Principle among them: a lack of affordable and accessible housing in the District. Other barriers included few wheelchair-accessible units, and, for some residents, poor credit history or criminal records that made it harder to secure housing.

"The District has little to be proud of regarding its historic inability to comply with Olmstead's integration mandate," said Huvelle in her 91-page ruling, referring to a U.S. Supreme Court decision that public entities must provide community-based services to people with disabilities whenever possible, and that keeping them institutionalized is a form of discrimination.

“However, plaintiffs have failed to demonstrate the existence of a concrete, systemic failure that entitles them to class-wide relief,” she said.

An advocate for the plaintiffs said they were still trying to understand the judge’s ruling Wednesday afternoon.

“We are in­cred­ibly disappointed,” said Kelly Bagby, an attorney with AARP Foundation who represents the plaintiffs.

She said she fundamentally disagreed with the ruling and that one solution — a better system of transition services to help the disabled nursing home residents — would have remedied the plaintiffs’ common complaint.

‘A lot of our plaintiffs have died waiting to get out of the nursing home’

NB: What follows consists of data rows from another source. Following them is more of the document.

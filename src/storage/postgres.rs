//! PostgreSQL storage backend using sqlx.
//!
//! Provides [`PostgresOrderStore`], [`PostgresMirror`] and
//! [`PostgresLogSink`], all sharing one `sqlx::PgPool`.
//!
//! # Feature flag
//!
//! This module is gated behind the `postgres` feature flag (enabled by
//! default).
//!
//! # Schema
//!
//! - `orders`: one row per order, `SERIAL` id
//! - `filtered_orders`: same shape, replaced wholesale on every list query;
//!   ids are copied from `orders`, not generated
//! - `log_entries`: append-only business log

use crate::config::DatabaseConfig;
use crate::core::error::StorageError;
use crate::core::order::{NewOrder, Order, OrderFilter, OrderId};
use crate::core::service::{FilteredOrdersMirror, OrderStore};
use crate::logging::{LogEntry, LogSink, Severity};
use crate::mirror::{MirrorBounds, mirror_rows};
use anyhow::{Result, anyhow};
use async_trait::async_trait;
use chrono::{DateTime, Utc};
use sqlx::PgPool;
use sqlx::postgres::PgPoolOptions;

const BACKEND: &str = "postgres";

// ---------------------------------------------------------------------------
// Connection and schema management
// ---------------------------------------------------------------------------

/// Open a connection pool for `config.url`
pub async fn connect(config: &DatabaseConfig) -> Result<PgPool, StorageError> {
    let url = config
        .url
        .as_deref()
        .filter(|url| !url.trim().is_empty())
        .ok_or_else(|| StorageError::ConnectionError {
            backend: BACKEND.to_string(),
            message: "database.url is not set".to_string(),
        })?;

    PgPoolOptions::new()
        .max_connections(config.max_connections)
        .connect(url)
        .await
        .map_err(|e| StorageError::ConnectionError {
            backend: BACKEND.to_string(),
            message: e.to_string(),
        })
}

/// Apply the required tables (idempotent).
///
/// Safe to call on every startup.
pub async fn ensure_schema(pool: &PgPool) -> Result<(), StorageError> {
    let statements = [
        (
            "orders",
            "CREATE TABLE IF NOT EXISTS orders (
                id SERIAL PRIMARY KEY,
                name VARCHAR(100) NOT NULL,
                weight DOUBLE PRECISION NOT NULL,
                district VARCHAR(100) NOT NULL,
                delivery_date_time TIMESTAMPTZ NOT NULL
            )",
        ),
        (
            "orders index",
            "CREATE INDEX IF NOT EXISTS idx_orders_delivery
                ON orders (delivery_date_time, district)",
        ),
        (
            "filtered_orders",
            "CREATE TABLE IF NOT EXISTS filtered_orders (
                id INTEGER PRIMARY KEY,
                name VARCHAR(100) NOT NULL,
                weight DOUBLE PRECISION NOT NULL,
                district VARCHAR(100) NOT NULL,
                delivery_date_time TIMESTAMPTZ NOT NULL
            )",
        ),
        (
            "log_entries",
            "CREATE TABLE IF NOT EXISTS log_entries (
                id BIGSERIAL PRIMARY KEY,
                level VARCHAR(16) NOT NULL,
                message TEXT NOT NULL,
                source VARCHAR(255) NOT NULL,
                exception TEXT NOT NULL DEFAULT '',
                logged_at TIMESTAMPTZ NOT NULL DEFAULT NOW()
            )",
        ),
    ];

    for (what, sql) in statements {
        sqlx::query(sql)
            .execute(pool)
            .await
            .map_err(|e| StorageError::SchemaError {
                backend: BACKEND.to_string(),
                message: format!("Failed to create {}: {}", what, e),
            })?;
    }

    Ok(())
}

/// Column tuple shared by `orders` queries
type OrderRow = (i32, String, f64, String, DateTime<Utc>);

const ORDER_COLUMNS: &str = "id, name, weight, district, delivery_date_time";

fn order_from_row((id, name, weight, district, delivery_date_time): OrderRow) -> Order {
    Order {
        id,
        name,
        weight,
        district,
        delivery_date_time,
    }
}

// ---------------------------------------------------------------------------
// PostgresOrderStore
// ---------------------------------------------------------------------------

/// Order store backed by the `orders` table
///
/// # Example
///
/// ```rust,ignore
/// let pool = delivery::storage::postgres::connect(&config.database).await?;
/// let store = PostgresOrderStore::new(pool);
/// let order = store.create(new_order).await?;
/// ```
#[derive(Clone, Debug)]
pub struct PostgresOrderStore {
    pool: PgPool,
}

impl PostgresOrderStore {
    pub fn new(pool: PgPool) -> Self {
        Self { pool }
    }
}

#[async_trait]
impl OrderStore for PostgresOrderStore {
    async fn list(&self, filter: &OrderFilter) -> Result<Vec<Order>> {
        let sql = format!(
            "SELECT {} FROM orders \
             WHERE ($1::timestamptz IS NULL OR delivery_date_time BETWEEN $1 AND $2::timestamptz) \
             AND ($3::text IS NULL OR district = $3) \
             ORDER BY id",
            ORDER_COLUMNS
        );

        let rows = sqlx::query_as::<_, OrderRow>(&sql)
            .bind(filter.from_date)
            .bind(filter.to_date())
            .bind(filter.district.as_deref())
            .fetch_all(&self.pool)
            .await
            .map_err(|e| anyhow!("Failed to list orders: {}", e))?;

        Ok(rows.into_iter().map(order_from_row).collect())
    }

    async fn get(&self, id: OrderId) -> Result<Option<Order>> {
        let sql = format!("SELECT {} FROM orders WHERE id = $1", ORDER_COLUMNS);

        let row = sqlx::query_as::<_, OrderRow>(&sql)
            .bind(id)
            .fetch_optional(&self.pool)
            .await
            .map_err(|e| anyhow!("Failed to get order: {}", e))?;

        Ok(row.map(order_from_row))
    }

    async fn create(&self, order: NewOrder) -> Result<Order> {
        let sql = format!(
            "INSERT INTO orders (name, weight, district, delivery_date_time) \
             VALUES ($1, $2, $3, $4) RETURNING {}",
            ORDER_COLUMNS
        );

        let row = sqlx::query_as::<_, OrderRow>(&sql)
            .bind(&order.name)
            .bind(order.weight)
            .bind(&order.district)
            .bind(order.delivery_date_time)
            .fetch_one(&self.pool)
            .await
            .map_err(|e| anyhow!("Failed to create order: {}", e))?;

        Ok(order_from_row(row))
    }

    async fn update(&self, id: OrderId, order: NewOrder) -> Result<Option<Order>> {
        let sql = format!(
            "UPDATE orders \
             SET name = $1, weight = $2, district = $3, delivery_date_time = $4 \
             WHERE id = $5 RETURNING {}",
            ORDER_COLUMNS
        );

        let row = sqlx::query_as::<_, OrderRow>(&sql)
            .bind(&order.name)
            .bind(order.weight)
            .bind(&order.district)
            .bind(order.delivery_date_time)
            .bind(id)
            .fetch_optional(&self.pool)
            .await
            .map_err(|e| anyhow!("Failed to update order: {}", e))?;

        Ok(row.map(order_from_row))
    }

    async fn delete(&self, id: OrderId) -> Result<Option<Order>> {
        let sql = format!("DELETE FROM orders WHERE id = $1 RETURNING {}", ORDER_COLUMNS);

        let row = sqlx::query_as::<_, OrderRow>(&sql)
            .bind(id)
            .fetch_optional(&self.pool)
            .await
            .map_err(|e| anyhow!("Failed to delete order: {}", e))?;

        Ok(row.map(order_from_row))
    }
}

// ---------------------------------------------------------------------------
// PostgresMirror
// ---------------------------------------------------------------------------

/// Filtered-orders mirror backed by the `filtered_orders` table
///
/// The truncate and the inserts run in one transaction; if any statement
/// fails the transaction is rolled back on drop and the previous contents
/// stay in place.
#[derive(Clone, Debug)]
pub struct PostgresMirror {
    pool: PgPool,
    bounds: MirrorBounds,
}

impl PostgresMirror {
    pub fn new(pool: PgPool, bounds: MirrorBounds) -> Self {
        Self { pool, bounds }
    }
}

#[async_trait]
impl FilteredOrdersMirror for PostgresMirror {
    async fn replace(&self, orders: &[Order]) -> Result<()> {
        let rows = mirror_rows(orders, &self.bounds);

        let mut tx = self
            .pool
            .begin()
            .await
            .map_err(|e| anyhow!("Failed to begin mirror transaction: {}", e))?;

        sqlx::query("TRUNCATE TABLE filtered_orders")
            .execute(&mut *tx)
            .await
            .map_err(|e| anyhow!("Failed to truncate filtered_orders: {}", e))?;

        for row in &rows {
            sqlx::query(
                "INSERT INTO filtered_orders (id, name, weight, district, delivery_date_time) \
                 VALUES ($1, $2, $3, $4, $5)",
            )
            .bind(row.id)
            .bind(&row.name)
            .bind(row.weight)
            .bind(&row.district)
            .bind(row.delivery_date_time)
            .execute(&mut *tx)
            .await
            .map_err(|e| anyhow!("Failed to insert mirror row {}: {}", row.id, e))?;
        }

        tx.commit()
            .await
            .map_err(|e| anyhow!("Failed to commit mirror transaction: {}", e))?;

        Ok(())
    }
}

// ---------------------------------------------------------------------------
// PostgresLogSink
// ---------------------------------------------------------------------------

/// Log sink inserting one `log_entries` row per accepted entry
#[derive(Clone, Debug)]
pub struct PostgresLogSink {
    pool: PgPool,
    min_level: Severity,
}

impl PostgresLogSink {
    pub fn new(pool: PgPool, min_level: Severity) -> Self {
        Self { pool, min_level }
    }
}

#[async_trait]
impl LogSink for PostgresLogSink {
    fn accepts(&self, level: Severity) -> bool {
        level >= self.min_level
    }

    async fn write(&self, entry: &LogEntry) -> Result<()> {
        sqlx::query(
            "INSERT INTO log_entries (level, message, source, exception, logged_at) \
             VALUES ($1, $2, $3, $4, $5)",
        )
        .bind(entry.level.as_str())
        .bind(&entry.message)
        .bind(&entry.source)
        .bind(&entry.exception)
        .bind(entry.logged_at)
        .execute(&self.pool)
        .await
        .map_err(|e| anyhow!("Failed to insert log entry: {}", e))?;

        Ok(())
    }
}
//! Order HTTP surface: transfer objects and handlers

pub mod dto;
pub mod handlers;

pub use dto::OrderDto;
pub use handlers::{
    OrderState, create_order, delete_order, get_order, list_orders, update_order,
};
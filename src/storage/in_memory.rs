//! In-memory order store and mirror for testing and development

use crate::core::order::{NewOrder, Order, OrderFilter, OrderId};
use crate::core::service::{FilteredOrdersMirror, OrderStore};
use crate::mirror::{MirrorBounds, MirrorRow, mirror_rows};
use anyhow::{Result, anyhow};
use async_trait::async_trait;
use std::collections::BTreeMap;
use std::sync::{Arc, RwLock};

// ============================================================================
// Orders
// ============================================================================

#[derive(Debug, Default)]
struct OrderTable {
    rows: BTreeMap<OrderId, Order>,
    last_id: OrderId,
}

/// In-memory order store
///
/// Ids are assigned sequentially from 1 and never reused. Uses RwLock for
/// thread-safe access; clones share the same table.
#[derive(Clone, Default)]
pub struct InMemoryOrderStore {
    table: Arc<RwLock<OrderTable>>,
}

impl InMemoryOrderStore {
    pub fn new() -> Self {
        Self::default()
    }

    /// Store pre-populated with `orders`, assigning ids in order
    pub fn with_orders(orders: impl IntoIterator<Item = NewOrder>) -> Result<Self> {
        let store = Self::new();
        {
            let mut table = store
                .table
                .write()
                .map_err(|e| anyhow!("Failed to acquire write lock: {}", e))?;
            for order in orders {
                table.last_id += 1;
                let id = table.last_id;
                table.rows.insert(id, order.with_id(id));
            }
        }
        Ok(store)
    }

    pub fn len(&self) -> usize {
        self.table.read().map(|t| t.rows.len()).unwrap_or(0)
    }

    pub fn is_empty(&self) -> bool {
        self.len() == 0
    }
}

#[async_trait]
impl OrderStore for InMemoryOrderStore {
    async fn list(&self, filter: &OrderFilter) -> Result<Vec<Order>> {
        let table = self
            .table
            .read()
            .map_err(|e| anyhow!("Failed to acquire read lock: {}", e))?;

        Ok(table
            .rows
            .values()
            .filter(|order| filter.matches(order))
            .cloned()
            .collect())
    }

    async fn get(&self, id: OrderId) -> Result<Option<Order>> {
        let table = self
            .table
            .read()
            .map_err(|e| anyhow!("Failed to acquire read lock: {}", e))?;

        Ok(table.rows.get(&id).cloned())
    }

    async fn create(&self, order: NewOrder) -> Result<Order> {
        let mut table = self
            .table
            .write()
            .map_err(|e| anyhow!("Failed to acquire write lock: {}", e))?;

        table.last_id = table
            .last_id
            .checked_add(1)
            .ok_or_else(|| anyhow!("Order id space exhausted"))?;
        let order = order.with_id(table.last_id);
        table.rows.insert(order.id, order.clone());

        Ok(order)
    }

    async fn update(&self, id: OrderId, order: NewOrder) -> Result<Option<Order>> {
        let mut table = self
            .table
            .write()
            .map_err(|e| anyhow!("Failed to acquire write lock: {}", e))?;

        match table.rows.get_mut(&id) {
            Some(existing) => {
                *existing = order.with_id(id);
                Ok(Some(existing.clone()))
            }
            None => Ok(None),
        }
    }

    async fn delete(&self, id: OrderId) -> Result<Option<Order>> {
        let mut table = self
            .table
            .write()
            .map_err(|e| anyhow!("Failed to acquire write lock: {}", e))?;

        Ok(table.rows.remove(&id))
    }
}

// ============================================================================
// Mirror
// ============================================================================

/// In-memory filtered-orders mirror
///
/// `replace` swaps the whole row set under one write lock, so readers see
/// either the previous result set or the new one.
#[derive(Clone)]
pub struct InMemoryMirror {
    bounds: MirrorBounds,
    rows: Arc<RwLock<Vec<MirrorRow>>>,
}

impl InMemoryMirror {
    pub fn new(bounds: MirrorBounds) -> Self {
        Self {
            bounds,
            rows: Arc::new(RwLock::new(Vec::new())),
        }
    }

    pub fn bounds(&self) -> &MirrorBounds {
        &self.bounds
    }

    /// Current mirror contents
    pub fn rows(&self) -> Vec<MirrorRow> {
        self.rows.read().map(|rows| rows.clone()).unwrap_or_default()
    }
}

impl Default for InMemoryMirror {
    fn default() -> Self {
        Self::new(MirrorBounds::default())
    }
}

#[async_trait]
impl FilteredOrdersMirror for InMemoryMirror {
    async fn replace(&self, orders: &[Order]) -> Result<()> {
        let fresh = mirror_rows(orders, &self.bounds);

        let mut rows = self
            .rows
            .write()
            .map_err(|e| anyhow!("Failed to acquire write lock: {}", e))?;
        *rows = fresh;

        Ok(())
    }
}
//! Filtered-orders mirror rows and date clamping
//!
//! The mirror table can only hold dates inside the backing store's
//! representable range. [`MirrorBounds`] carries that range (historically
//! 1753-01-01 to 9999-12-31) and [`MirrorRow::from_order`] clamps a private
//! copy of each order into it.

use crate::core::error::ConfigError;
use crate::core::order::{Order, OrderId};
use chrono::{DateTime, TimeZone, Utc};
use serde::{Deserialize, Serialize};

/// Representable date range of the mirror table
#[derive(Debug, Clone, Copy, PartialEq, Eq, Serialize, Deserialize)]
pub struct MirrorBounds {
    pub min_date: DateTime<Utc>,
    pub max_date: DateTime<Utc>,
}

impl MirrorBounds {
    /// Build bounds, rejecting an inverted range
    pub fn new(min_date: DateTime<Utc>, max_date: DateTime<Utc>) -> Result<Self, ConfigError> {
        if min_date > max_date {
            return Err(ConfigError::InvalidValue {
                field: "mirror.min_date".to_string(),
                value: min_date.to_rfc3339(),
                message: format!(
                    "must not be later than mirror.max_date ({})",
                    max_date.to_rfc3339()
                ),
            });
        }
        Ok(Self { min_date, max_date })
    }

    /// Clamp `at` into `[min_date, max_date]`
    pub fn clamp(&self, at: DateTime<Utc>) -> DateTime<Utc> {
        at.clamp(self.min_date, self.max_date)
    }
}

impl Default for MirrorBounds {
    fn default() -> Self {
        Self {
            min_date: Utc
                .with_ymd_and_hms(1753, 1, 1, 0, 0, 0)
                .single()
                .expect("constant date is valid"),
            max_date: Utc
                .with_ymd_and_hms(9999, 12, 31, 0, 0, 0)
                .single()
                .expect("constant date is valid"),
        }
    }
}

/// One row of the filtered-orders mirror table
#[derive(Debug, Clone, PartialEq)]
pub struct MirrorRow {
    pub id: OrderId,
    pub name: String,
    pub weight: f64,
    pub district: String,
    pub delivery_date_time: DateTime<Utc>,
}

impl MirrorRow {
    /// Copy `order`, clamping its delivery date into `bounds`
    pub fn from_order(order: &Order, bounds: &MirrorBounds) -> Self {
        Self {
            id: order.id,
            name: order.name.clone(),
            weight: order.weight,
            district: order.district.clone(),
            delivery_date_time: bounds.clamp(order.delivery_date_time),
        }
    }
}

/// Mirror rows for a whole result set
pub fn mirror_rows(orders: &[Order], bounds: &MirrorBounds) -> Vec<MirrorRow> {
    orders
        .iter()
        .map(|order| MirrorRow::from_order(order, bounds))
        .collect()
}
//! Core module containing the order domain types, rules and service traits

pub mod error;
pub mod order;
pub mod query;
pub mod service;
pub mod validation;

pub use error::{ApiError, ConfigError, FieldViolation, StorageError, ValidationError};
pub use order::{NewOrder, Order, OrderDraft, OrderFilter, OrderId};
pub use query::ListOrdersQuery;
pub use service::{FilteredOrdersMirror, OrderStore};
pub use validation::{OrderValidator, ValidatedOrder, validate_district_filter};
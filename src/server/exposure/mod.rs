//! API exposure modules
//!
//! Each exposure type consumes a `ServerHost` and produces a Router.

pub mod rest;

pub use rest::RestExposure;
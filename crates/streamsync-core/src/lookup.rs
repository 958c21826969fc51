//! ImageStream の存在確認

use crate::platform::{PlatformClient, PlatformError, StreamDescriptor};

/// 存在確認の結果
#[derive(Debug, Clone, PartialEq, Eq)]
pub enum StreamLookupResult {
    Found(StreamDescriptor),
    NotFound,
    PlatformError(PlatformError),
}

/// ImageStream を一度だけ問い合わせて結果を分類
///
/// 404 のみ `NotFound`。それ以外のエラーはリトライせず `PlatformError`。
pub async fn check(
    client: &dyn PlatformClient,
    name: &str,
    namespace: Option<&str>,
) -> StreamLookupResult {
    tracing::debug!(
        "Looking up ImageStream {} (namespace: {})",
        name,
        namespace.unwrap_or("<default>")
    );

    match client.get_image_stream(name, namespace).await {
        Ok(descriptor) => StreamLookupResult::Found(descriptor),
        Err(e) if e.is_not_found() => StreamLookupResult::NotFound,
        Err(e) => {
            tracing::warn!("ImageStream lookup for {} failed: {}", name, e);
            StreamLookupResult::PlatformError(e)
        }
    }
}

Claudia Schlosberg, state Medicaid director for the District, said in a statement Wednesday that the District’s Medicaid program is dedicated to providing qualified residents with disabilities “access to services and supports in the most integrated setting appropriate to their needs.”

“We know, however, that some individuals who wish to transition back to the community are still living in nursing homes,” the statement read. “As the Court recognized, there are individualized barriers that prevent these individuals from being able to transition out of the nursing home and into the community. Housing is one of the most common barriers. We are fully committed to the principles of the Olmstead decision and will continue our efforts to increase access to long term care services and supports in the community.”

The suit was filed in 2010 by University Legal Services, AARP Foundation Litigation and the private law firm of Arent Fox. In 2013, the plaintiffs were certified as a class, a designation that was appealed by the District. Thursday’s ruling came exactly one year after the case went to trial.

The plaintiffs were nursing home residents in the District who receive Medicaid and are entitled to in-home care.

Federally and state-funded waivers for Medicaid recipients who are elderly or have physical disabilities allow people to receive up to 16 hours a day of in-home services and case management if they need help with at least two activities of daily living such as bathing, eating or dressing. If they need 24-hour care, they can get an additional eight hours through the D.C. Medicaid Personal Care Assistance program.

Surveys consistently show that older people prefer to stay in their homes for as long as they can. Serving people at home is also significantly more cost-effective, advocates say.

The plaintiffs’ complaint alleged that between 500 and 2,900 people with disabilities in the District are “unnecessarily institutionalized in nursing facilities, segregated and isolated from their families and friends” and that “these individuals desperately want to return to their communities.”

Legal records show just a small number of nursing home patients were moved successfully back into the community each year, including only a fraction of those who were accepted into a federal program that helps Medicaid recipients move out of nursing homes and receive services in the community.

But the District alleged and, the judge agreed, that the lack of available, affordable and accessible housing was a major barrier to serving these residents in the community.

More than 80 percent of nursing facility residents who wanted to move to the community needed publicly funded or subsidized housing, court records say. Waiting lists are exceedingly long, and the availability of wheelchair accessible units is even more limited.

Court documents noted that people with private housing were able to transition much more quickly than those who needed to secure subsidized housing.

Plaintiffs argued in court that the city should be responsible for helping residents to secure housing. In response to the judge’s ruling on Wednesday, Bagby noted that unnecessarily lengthy nursing home stays, due to poor transition services, were part of the problem because they exacerbated plaintiffs’ housing problems.

“These are people who are on Medicaid and have been institutionalized. Of course they don’t have private housing.”